Restate word for word the lines that begin the listing and end with the line holding "run covers all".
-- Opening Marker --
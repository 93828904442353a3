use std::mem;

use tracing::trace;

use crate::separators::Separators;
use crate::tasks::Tasks;
use crate::two_way::merge_in_place;

/// Fuses the runs described by `separators` pairwise, in place, until a single run covers all
/// of `output`.
///
/// Each pass fuses every `(left, middle, right)` triple as an independent task and drops the
/// `middle` bounds once the pass has been joined. The next pass only starts after that join,
/// so no task ever sees a half-fused run. The loop ends on the list shrinking to two bounds
/// rather than on a precomputed pass count.
pub(crate) fn iterative_merge<T, F>(
    output: &mut [T],
    separators: &mut Separators,
    tasks: Tasks<'_>,
    is_less: &F,
) where
    T: Default + Send,
    F: Fn(&T, &T) -> bool + Sync,
{
    debug_assert_eq!(separators.end(), output.len());

    let mut pass = 0;
    while !separators.is_single_run() {
        trace!(pass, runs = separators.run_count(), "in-place merge pass");

        tasks.scope(|scope| {
            let mut rest: &mut [T] = &mut *output;
            let mut consumed = 0;
            for (left, middle, right) in separators.triples() {
                debug_assert_eq!(left, consumed);
                let (region, tail) = mem::take(&mut rest).split_at_mut(right - left);
                rest = tail;
                consumed = right;
                tasks.spawn_or_run(scope, region.len(), move || {
                    merge_in_place(region, middle - left, is_less);
                });
            }
        });

        separators.fuse_pairs();
        pass += 1;
    }
}

#[cfg(test)]
mod tests {
    use super::*;

    fn less(a: &i32, b: &i32) -> bool {
        a < b
    }

    #[test]
    fn fuses_down_to_one_run() {
        // Five runs: the unpaired tail waits a pass before it gets fused.
        let mut output = vec![4, 9, 1, 7, 0, 3, 2, 8, 5, 6];
        let mut separators = Separators::from_bounds(vec![0, 2, 4, 6, 8, 10]);
        for min_task_len in [0, usize::MAX] {
            let mut output = output.clone();
            let mut separators = separators.clone();
            iterative_merge(&mut output, &mut separators, Tasks::new(None, min_task_len), &less);
            assert_eq!(output, (0..10).collect::<Vec<_>>());
            assert_eq!(separators, Separators::from_bounds(vec![0, 10]));
        }

        iterative_merge(&mut output, &mut separators, Tasks::new(None, 0), &less);
        assert!(output.is_sorted());
    }

    #[test]
    fn single_run_is_left_alone() {
        let mut output = vec![1, 2, 3];
        let mut separators = Separators::from_bounds(vec![0, 3]);
        iterative_merge(&mut output, &mut separators, Tasks::new(None, 0), &less);
        assert_eq!(output, [1, 2, 3]);
        assert_eq!(separators.len(), 2);
    }

    #[test]
    fn empty_runs_between_real_ones() {
        let mut output = vec![5, 6, 1, 2, 3, 4];
        let mut separators = Separators::from_bounds(vec![0, 0, 2, 2, 2, 6, 6]);
        iterative_merge(&mut output, &mut separators, Tasks::new(None, 0), &less);
        assert_eq!(output, [1, 2, 3, 4, 5, 6]);
        assert!(separators.is_single_run());
    }
}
-- Closing Marker --
◆ **Result of this exercise**
repository 93828904442353a3
use std::mem;

use tracing::trace;

use crate::separators::Separators;
use crate::tasks::Tasks;
use crate::two_way::merge_in_place;

/// Fuses the runs described by `separators` pairwise, in place, until a single run covers all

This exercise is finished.